About this task: Up to and including the line that contains "let total = adapter", reproduce every line exactly, beginning with the first line below.

Input for this task Block Start

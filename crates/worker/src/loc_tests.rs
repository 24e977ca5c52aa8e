// SPDX-License-Identifier: BUSL-1.1
// Copyright (c) 2026 Alfred Jean LLC

use super::*;
use std::fs;
use std::io::Write as _;

#[test]
fn send_file_copies_bytes_and_reports_progress() {
    let src_dir = tempfile::tempdir().unwrap();
    let dst_dir = tempfile::tempdir().unwrap();

    let src_path = src_dir.path().join("payload.dat");
    let mut f = fs::File::create(&src_path).unwrap();
    f.write_all(&vec![7u8; 200_000]).unwrap();
    drop(f);

    let mut adapter = LocAdapter::new();
    adapter
        .connect(dst_dir.path().to_str().unwrap())
        .unwrap();

    let mut progress_calls = Vec::new();
    let total = adapter
        .send_file(&src_path, "payload.dat", &mut |n| progress_calls.push(n))
        .unwrap();

    assert_eq!(total, 200_000);
    assert_eq!(*progress_calls.last().unwrap(), 200_000);
    assert!(progress_calls.len() > 1);

    let copied = fs::read(dst_dir.path().join("payload.dat")).unwrap();
    assert_eq!(copied.len(), 200_000);
    assert!(copied.iter().all(|&b| b == 7));
}

#[test]
fn connect_creates_missing_destination_directory() {
    let dst_root = tempfile::tempdir().unwrap();
    let nested = dst_root.path().join("a/b/c");

    let mut adapter = LocAdapter::new();
    adapter.connect(nested.to_str().unwrap()).unwrap();

    assert!(nested.is_dir());
}

#[test]
fn send_file_before_connect_is_a_protocol_error() {
    let src_dir = tempfile::tempdir().unwrap();
    let src_path = src_dir.path().join("f.txt");
    fs::write(&src_path, b"hi").unwrap();

    let mut adapter = LocAdapter::new();
    let err = adapter
        .send_file(&src_path, "f.txt", &mut |_| {})
        .unwrap_err();
    assert!(matches!(err, ProtocolError::Protocol(_)));
}

#[test]
fn disconnect_clears_destination_and_blocks_further_sends() {
    let src_dir = tempfile::tempdir().unwrap();
    let dst_dir = tempfile::tempdir().unwrap();
    let src_path = src_dir.path().join("f.txt");
    fs::write(&src_path, b"hi").unwrap();

    let mut adapter = LocAdapter::new();
    adapter.connect(dst_dir.path().to_str().unwrap()).unwrap();
    adapter.disconnect().unwrap();

    let err = adapter
        .send_file(&src_path, "f.txt", &mut |_| {})
        .unwrap_err();
    assert!(matches!(err, ProtocolError::Protocol(_)));
}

Input for this task Block End

Finished task:
filename crates/worker/src/loc_tests.rs
repository 24e977ca5c52aa8e
// SPDX-License-Identifier: BUSL-1.1
// Copyright (c) 2026 Alfred Jean LLC

use super::*;
use std::fs;
use std::io::Write as _;

#[test]
fn send_file_copies_bytes_and_reports_progress() {
    let src_dir = tempfile::tempdir().unwrap();
    let dst_dir = tempfile::tempdir().unwrap();

    let src_path = src_dir.path().join("payload.dat");
    let mut f = fs::File::create(&src_path).unwrap();
    f.write_all(&vec![7u8; 200_000]).unwrap();
    drop(f);

    let mut adapter = LocAdapter::new();
    adapter
        .connect(dst_dir.path().to_str().unwrap())
        .unwrap();

    let mut progress_calls = Vec::new();
    let total = adapter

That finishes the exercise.